Segment Start: Extracted information
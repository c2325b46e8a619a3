//! Types shared by the critical path passes.

use std::fmt;

use thiserror::Error;

/// Per-activity schedule attributes written by the critical path computation.
#[derive(Clone, Debug, Default, PartialEq)]
pub struct ActivityTiming {
    /// Earliest possible start time (forward pass).
    pub earliest_start: f64,
    /// Earliest possible finish time (forward pass).
    pub earliest_finish: f64,
    /// Latest allowable start time (backward pass).
    pub latest_start: f64,
    /// Latest allowable finish time (backward pass).
    pub latest_finish: f64,
    /// Total slack = latest_start - earliest_start.
    pub slack: f64,
    /// Delay that leaves every successor's earliest start unchanged.
    pub free_slack: f64,
    /// Whether the activity was reported on the critical path.
    pub critical: bool,
}

impl ActivityTiming {
    pub fn has_zero_slack(&self, tolerance: f64) -> bool {
        self.slack.abs() <= tolerance
    }
}

/// Role of a designated boundary activity.
#[derive(Clone, Copy, Debug, PartialEq, Eq)]
pub enum SentinelRole {
    Source,
    Sink,
}

impl fmt::Display for SentinelRole {
    fn fmt(&self, f: &mut fmt::Formatter<'_>) -> fmt::Result {
        match self {
            SentinelRole::Source => write!(f, "Source"),
            SentinelRole::Sink => write!(f, "Sink"),
        }
    }
}

/// Errors that can occur while computing a schedule.
#[derive(Error, Debug, Clone, PartialEq, Eq)]
pub enum ScheduleError {
    #[error("Invalid configuration: {0}")]
    InvalidConfig(String),
    #[error("{role} activity '{name}' is not in the graph")]
    MissingSentinel { role: SentinelRole, name: String },
    #[error("Source activity '{activity}' must not have predecessors, found '{predecessor}'")]
    SourceHasPredecessors {
        activity: String,
        predecessor: String,
    },
    #[error("Sink activity '{activity}' must not have successors, found '{successor}'")]
    SinkHasSuccessors { activity: String, successor: String },
    #[error("Activity '{activity}' has no predecessors but is not the source")]
    MultipleSources { activity: String },
    #[error("Activity '{activity}' has no successors but is not the sink")]
    MultipleSinks { activity: String },
    #[error("Circular dependency detected among activities: {activities:?}")]
    CircularDependency { activities: Vec<String> },
}

#[cfg(test)]
mod tests {
    use super::*;

    #[test]
    fn test_zero_slack_uses_tolerance() {
        let timing = ActivityTiming {
            earliest_start: 4.0,
            earliest_finish: 7.0,
            latest_start: 4.0 + 1e-12,
            latest_finish: 7.0 + 1e-12,
            slack: 1e-12,
            ..Default::default()
        };
        assert!(timing.has_zero_slack(1e-9));
        assert!(!timing.has_zero_slack(0.0));

        let relaxed = ActivityTiming {
            slack: 2.0,
            ..Default::default()
        };
        assert!(!relaxed.has_zero_slack(1e-9));
    }

    #[test]
    fn test_error_messages_name_the_activity() {
        let err = ScheduleError::MissingSentinel {
            role: SentinelRole::Sink,
            name: "End".to_string(),
        };
        assert_eq!(err.to_string(), "Sink activity 'End' is not in the graph");

        let err = ScheduleError::CircularDependency {
            activities: vec!["A".to_string(), "B".to_string()],
        };
        assert!(err.to_string().contains("\"A\", \"B\""));
    }
}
Segment End: Extracted information
[What you should do] The material shown above must be written out again in full, exactly as it reads.

[Response]
repository c2325b46e8a619a3
//! Types shared by the critical path passes.

use std::fmt;

use thiserror::Error;

/// Per-activity schedule attributes written by the critical path computation.
#[derive(Clone, Debug, Default, PartialEq)]
pub struct ActivityTiming {
    /// Earliest possible start time (forward pass).
    pub earliest_start: f64,
    /// Earliest possible finish time (forward pass).
    pub earliest_finish: f64,
    /// Latest allowable start time (backward pass).
    pub latest_start: f64,
    /// Latest allowable finish time (backward pass).
    pub latest_finish: f64,
    /// Total slack = latest_start - earliest_start.
    pub slack: f64,
    /// Delay that leaves every successor's earliest start unchanged.
    pub free_slack: f64,
    /// Whether the activity was reported on the critical path.
    pub critical: bool,
}

impl ActivityTiming {
    pub fn has_zero_slack(&self, tolerance: f64) -> bool {
        self.slack.abs() <= tolerance
    }
}

/// Role of a designated boundary activity.
#[derive(Clone, Copy, Debug, PartialEq, Eq)]
pub enum SentinelRole {
    Source,
    Sink,
}

impl fmt::Display for SentinelRole {
    fn fmt(&self, f: &mut fmt::Formatter<'_>) -> fmt::Result {
        match self {
            SentinelRole::Source => write!(f, "Source"),
            SentinelRole::Sink => write!(f, "Sink"),
        }
    }
}

/// Errors that can occur while computing a schedule.
#[derive(Error, Debug, Clone, PartialEq, Eq)]
pub enum ScheduleError {
    #[error("Invalid configuration: {0}")]
    InvalidConfig(String),
    #[error("{role} activity '{name}' is not in the graph")]
    MissingSentinel { role: SentinelRole, name: String },
    #[error("Source activity '{activity}' must not have predecessors, found '{predecessor}'")]
    SourceHasPredecessors {
        activity: String,
        predecessor: String,
    },
    #[error("Sink activity '{activity}' must not have successors, found '{successor}'")]
    SinkHasSuccessors { activity: String, successor: String },
    #[error("Activity '{activity}' has no predecessors but is not the source")]
    MultipleSources { activity: String },
    #[error("Activity '{activity}' has no successors but is not the sink")]
    MultipleSinks { activity: String },
    #[error("Circular dependency detected among activities: {activities:?}")]
    CircularDependency { activities: Vec<String> },
}

#[cfg(test)]
mod tests {
    use super::*;

    #[test]
    fn test_zero_slack_uses_tolerance() {
        let timing = ActivityTiming {
            earliest_start: 4.0,
            earliest_finish: 7.0,
            latest_start: 4.0 + 1e-12,
            latest_finish: 7.0 + 1e-12,
            slack: 1e-12,
            ..Default::default()
        };
        assert!(timing.has_zero_slack(1e-9));
        assert!(!timing.has_zero_slack(0.0));

        let relaxed = ActivityTiming {
            slack: 2.0,
            ..Default::default()
        };
        assert!(!relaxed.has_zero_slack(1e-9));
    }

    #[test]
    fn test_error_messages_name_the_activity() {
        let err = ScheduleError::MissingSentinel {
            role: SentinelRole::Sink,
            name: "End".to_string(),
        };
        assert_eq!(err.to_string(), "Sink activity 'End' is not in the graph");

        let err = ScheduleError::CircularDependency {
            activities: vec!["A".to_string(), "B".to_string()],
        };
        assert!(err.to_string().contains("\"A\", \"B\""));
    }
}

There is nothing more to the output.